Other project partners are the Iowa Valley Resource Conservation and Development (RC&D) and Free River Press. The Iowa Valley RC&D is a non-profit corporation whose objectives are to enhance resources in, and improve the quality of life for the people of, Poweshiek, Tama, Benton, Iowa, Linn, and Johnson counties. Free River Press is a non-profit education corporation, which for the last twelve years has run writing workshops for people without literary ambition and has published 17 volumes of this work. A collection of Free River Press writings, An American Mosaic, was published in 1999 by Oxford University Press.
In 2006, the Iowa River Corridor Project published The Iowa River Corridor Book, a tabloid-size book about the corridor written by area residents -- high school students, college students, and adults. Both the project and the book are modeled on a similar cultural and economic assessment of four counties in northeast Iowa done in 1997. The Northeast Iowa Book and The Iowa River Corridor Book are first-of-a-kind regional surveys, both of them conceived and implemented by Free River Press publisher and editor Robert Wolf.

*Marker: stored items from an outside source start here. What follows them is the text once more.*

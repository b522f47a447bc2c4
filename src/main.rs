//! ScoutBadge - Badge Progress Tracking for Scout Groups
//!
//! Maintenance entry point: brings every active member's badge records up to
//! date and prints the badges that need ordering.

use anyhow::Context;
use tracing_subscriber::{layer::SubscriberExt, util::SubscriberInitExt, EnvFilter};

use scoutbadge::storage::config::{get_config_path, load_config, save_config};
use scoutbadge::{BadgeCatalog, Database, MemberManager, ProgressManager, StockManager};

fn main() -> anyhow::Result<()> {
    tracing_subscriber::registry()
        .with(EnvFilter::try_from_default_env().unwrap_or_else(|_| EnvFilter::new("info")))
        .with(tracing_subscriber::fmt::layer())
        .init();

    tracing::info!("Starting ScoutBadge v{}", env!("CARGO_PKG_VERSION"));

    let config = load_config().context("loading configuration")?;
    if !get_config_path().exists() {
        save_config(&config).context("writing default configuration")?;
        tracing::info!("Wrote default configuration to {}", get_config_path().display());
    }

    let db = Database::open(&config.database_path())
        .with_context(|| format!("opening {}", config.database_path().display()))?;
    let conn = db.connection();

    BadgeCatalog::new(conn).ensure_staged_families(&config)?;

    let progress = ProgressManager::new(conn, &config);
    let members = MemberManager::new(conn, &config).list(None, false)?;
    let mut changed = 0;
    for member in &members {
        let updates = progress.reconcile_member(member.id)?;
        changed += updates.iter().filter(|u| u.transition.is_some()).count();

        let stages = progress.check_staged_badges(member.id)?;
        changed += stages.len();
    }
    tracing::info!(
        "Reconciled {} members, {} badge records changed",
        members.len(),
        changed
    );

    let today = chrono::Local::now().date_naive();
    let shopping_list = StockManager::new(conn, &config).shopping_list(today)?;
    println!("{}", serde_json::to_string_pretty(&shopping_list)?);

    Ok(())
}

The Iowa River Corridor Book consists of three sections. The first section is a photo essay on the corridor, taken by students and adults. Its purpose is to convey, visually, a common sense of place.
The second section consists of essays and stories on the region’s ecology and history, including Native American cultures, early pioneer settlement, agriculture, industry, transportation, government, religion, and education. Many of the essays were written by Grinnell College students and faculty members. Others were prepared by adults and high school students under the guidance of high school teachers and the project’s directing scholar, Robert Wolf.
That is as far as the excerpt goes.